9/11 Anniversary: Art therapy aids the sick
The world remembers several iconic images from the tragedy that struck the World Trade Center on September 11. The planes spearing through the towers at a rapid speed. The billowing fire. The towers crumbling to the ground. Maria Segaline remembers the smell.
“As soon as you got out of the train, you could smell it,” said Segaline, a 45 year-old Bolivian immigrant from Queens who worked at the World Trade Center and returned to work soon after the attacks. “We realized that it was the smell of burning. It wasn’t a nice smell, it was a horrible smell.”
After working there for almost a year, Segaline started to get sick. “I couldn’t talk because my voice was hoarse and I had the flu,” she said. “My throat swelled.”
She didn’t think it was the toxic air that lingered in the wake of that tragic day. She continued to work 12 or 16 hour workdays and medicated herself only with hot tea at home. Because she worked alone, her co-workers never saw her suffer from a high fever or take a break to vomit at work. She said she never went to see a doctor because she needed to work.
Segaline finally went to see a doctor in 2005 to get treatment under the World Trade Center Health Program available through the Bellevue Hospital Center in Midtown Manhattan, which offers medical and psychological treatment to responders after the attacks and people who worked or lived in the area. As part of her treatment, she got involved in an art therapy program for survivors.
“In 2005, I was another person because the whole time I was fighting for my body. I was so sick. I don’t like to remember it,” she said.
At the time she was also suffering from depression. “But the program helped me change my ideas and thoughts,” she said. “I’m now more happy.”
Segaline is one of about 14 participants in the World Trade Center Health Program’s art therapy program who featured their artwork in an exhibition at the Bellevue Hospital Center. The exhibition features 35 pieces of artwork by people who lived and worked in Lower Manhattan or helped in the September 11 cleanup and are now suffering from medical and emotional health problems. Their art offers them a creative release for the trauma they experienced on that horrific day and the health problems they continue to battle now.
“Before I could work normally,” said Segaline. She paused to let out a quiet wet cough. “Now I am more limited but the art has helped me a lot.” She has been a participant in the program for eight years where she makes small dolls of Aymara, an Indigenous community in Bolivia. She hopes to craft dolls inspired by Cherokee natives.
Each week the participants gather for about two hours to work on their art pieces. Sometimes they have directives like reminiscence, homeland, the seasons or a theme like self care, coping tools. But mostly it’s a free two hours to be creative and express their inner thoughts through their art.

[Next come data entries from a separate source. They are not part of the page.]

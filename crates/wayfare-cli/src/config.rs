//! Configuration — TOML file plus environment overrides
//!
//! The environment always wins over the file, so containerized deployments
//! can configure everything through `WEATHER_SERVER_URL`, `BOOKING_API_KEY`,
//! and friends without shipping a config file.

use anyhow::{Context, Result};
use serde::{Deserialize, Serialize};
use std::path::PathBuf;
use tracing::debug;

#[derive(Debug, Clone, Default, Serialize, Deserialize)]
pub struct WayfareConfig {
    #[serde(default)]
    pub agent: AgentConfig,
    #[serde(default)]
    pub servers: ServersConfig,
    #[serde(default)]
    pub booking: BookingConfig,
    #[serde(default)]
    pub places: PlacesConfig,
    #[serde(default)]
    pub gateway: GatewayConfig,
}

#[derive(Clone, Serialize, Deserialize)]
pub struct AgentConfig {
    /// Anthropic API key; usually provided via ANTHROPIC_API_KEY
    #[serde(default)]
    pub api_key: String,
    #[serde(default = "default_model")]
    pub model: String,
    #[serde(default = "default_max_tokens")]
    pub max_tokens: u32,
    /// Classify ambiguous routing/guardrail cases with the LLM
    #[serde(default)]
    pub llm_classification: bool,
}

impl Default for AgentConfig {
    fn default() -> Self {
        Self {
            api_key: String::new(),
            model: default_model(),
            max_tokens: default_max_tokens(),
            llm_classification: false,
        }
    }
}

impl std::fmt::Debug for AgentConfig {
    fn fmt(&self, f: &mut std::fmt::Formatter<'_>) -> std::fmt::Result {
        f.debug_struct("AgentConfig")
            .field("api_key", &mask_secret(&self.api_key))
            .field("model", &self.model)
            .field("max_tokens", &self.max_tokens)
            .field("llm_classification", &self.llm_classification)
            .finish()
    }
}

fn default_model() -> String {
    "claude-sonnet-4-5".to_string()
}

fn default_max_tokens() -> u32 {
    4096
}

/// Tool server base URLs, one per specialist
#[derive(Debug, Clone, Serialize, Deserialize)]
pub struct ServersConfig {
    #[serde(default = "default_weather_url")]
    pub weather_url: String,
    #[serde(default = "default_booking_url")]
    pub booking_url: String,
    #[serde(default = "default_places_url")]
    pub places_url: String,
    #[serde(default = "default_planner_url")]
    pub planner_url: String,
}

impl Default for ServersConfig {
    fn default() -> Self {
        Self {
            weather_url: default_weather_url(),
            booking_url: default_booking_url(),
            places_url: default_places_url(),
            planner_url: default_planner_url(),
        }
    }
}

pub const DEFAULT_BOOKING_PORT: u16 = 5001;
pub const DEFAULT_PLACES_PORT: u16 = 5002;
pub const DEFAULT_PLANNER_PORT: u16 = 5003;
pub const DEFAULT_WEATHER_PORT: u16 = 5004;
pub const DEFAULT_GATEWAY_PORT: u16 = 7860;

fn default_weather_url() -> String {
    format!("http://localhost:{}", DEFAULT_WEATHER_PORT)
}
fn default_booking_url() -> String {
    format!("http://localhost:{}", DEFAULT_BOOKING_PORT)
}
fn default_places_url() -> String {
    format!("http://localhost:{}", DEFAULT_PLACES_PORT)
}
fn default_planner_url() -> String {
    format!("http://localhost:{}", DEFAULT_PLANNER_PORT)
}

#[derive(Clone, Default, Serialize, Deserialize)]
pub struct BookingConfig {
    /// Booking.com API key; usually provided via BOOKING_API_KEY
    #[serde(default)]
    pub api_key: String,
}

impl std::fmt::Debug for BookingConfig {
    fn fmt(&self, f: &mut std::fmt::Formatter<'_>) -> std::fmt::Result {
        f.debug_struct("BookingConfig")
            .field("api_key", &mask_secret(&self.api_key))
            .finish()
    }
}

#[derive(Clone, Default, Serialize, Deserialize)]
pub struct PlacesConfig {
    /// Google Places API key; usually provided via GOOGLE_PLACES_API_KEY
    #[serde(default)]
    pub api_key: String,
}

impl std::fmt::Debug for PlacesConfig {
    fn fmt(&self, f: &mut std::fmt::Formatter<'_>) -> std::fmt::Result {
        f.debug_struct("PlacesConfig")
            .field("api_key", &mask_secret(&self.api_key))
            .finish()
    }
}

#[derive(Debug, Clone, Serialize, Deserialize)]
pub struct GatewayConfig {
    #[serde(default = "default_gateway_port")]
    pub port: u16,
    #[serde(default = "default_host")]
    pub host: String,
    /// Bearer token required for API access; empty disables auth
    #[serde(default)]
    pub auth_token: String,
}

impl Default for GatewayConfig {
    fn default() -> Self {
        Self {
            port: default_gateway_port(),
            host: default_host(),
            auth_token: String::new(),
        }
    }
}

fn default_gateway_port() -> u16 {
    DEFAULT_GATEWAY_PORT
}

fn default_host() -> String {
    "127.0.0.1".to_string()
}

/// Default config file location
pub fn config_path() -> PathBuf {
    dirs::config_dir()
        .unwrap_or_else(|| PathBuf::from("."))
        .join("wayfare")
        .join("config.toml")
}

impl WayfareConfig {
    /// Load configuration: defaults ← config file ← environment
    pub fn load(path_override: &Option<PathBuf>) -> Result<Self> {
        let path = path_override.clone().unwrap_or_else(config_path);

        let mut config = if path.exists() {
            let text = std::fs::read_to_string(&path)
                .with_context(|| format!("Failed to read config file: {}", path.display()))?;
            toml::from_str(&text)
                .with_context(|| format!("Failed to parse config file: {}", path.display()))?
        } else {
            debug!("No config file at {}, using defaults", path.display());
            Self::default()
        };

        config.apply_env_overrides();
        Ok(config)
    }

    /// Apply the deployment environment variables on top of the file config
    pub fn apply_env_overrides(&mut self) {
        let override_string = |target: &mut String, var: &str| {
            if let Ok(value) = std::env::var(var)
                && !value.is_empty()
            {
                *target = value;
            }
        };

        override_string(&mut self.agent.api_key, "ANTHROPIC_API_KEY");
        override_string(&mut self.booking.api_key, "BOOKING_API_KEY");
        override_string(&mut self.places.api_key, "GOOGLE_PLACES_API_KEY");
        override_string(&mut self.servers.weather_url, "WEATHER_SERVER_URL");
        override_string(&mut self.servers.booking_url, "BOOKING_SERVER_URL");
        override_string(&mut self.servers.places_url, "PLACES_SERVER_URL");
        override_string(&mut self.servers.planner_url, "PLANNER_SERVER_URL");
    }

    /// API key as an Option (empty string means unset)
    pub fn booking_api_key(&self) -> Option<String> {
        some_if_nonempty(&self.booking.api_key)
    }

    pub fn places_api_key(&self) -> Option<String> {
        some_if_nonempty(&self.places.api_key)
    }
}

fn some_if_nonempty(s: &str) -> Option<String> {
    if s.is_empty() { None } else { Some(s.to_string()) }
}

fn mask_secret(secret: &str) -> String {
    if secret.is_empty() {
        "<unset>".to_string()
    } else if secret.len() > 7 {
        format!("{}...{}", &secret[..3], &secret[secret.len() - 4..])
    } else {
        "***".to_string()
    }
}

“Art is therapeutic for people who have this form of trauma,” said Irene Rosner David, Director of Therapeutic Arts at the Bellevue Hospital Center, who has lead the program since it’s beginning in 2005. “It can help them move in their recovery process towards a more adaptive way of life by acknowledging the past and moving forward.”
Rosner David said the title of this year’s exhibition was chosen to capture the program participants’ evolution towards healing from that traumatic day.
“There has been gradual more of the uplifting elements,” she said. “More intense color, more elements of nature. It’s not like there aren’t any elements that feature traumatic experiences, but we’re also seeing messages dealing with the here and now and moving on.
The program has helped Segaline move on.
“It gets me up in the morning,” she said. Before the program, Segaline was extremely depressed. She said she didn’t want to talk to anyone. She was afraid and wanted to stay inside her house. She still can’t work because she fatigues quickly and has trouble breathing but art therapy has given her an outlet to pass her long days at home.
“Before I didn’t want to live,” said Segaline. “Now I wake up in the morning. I clean my house. I take my medicine. I want to live.”
The exhibition will be open to visitors in the hospital center’s lobby during weekdays until September 18.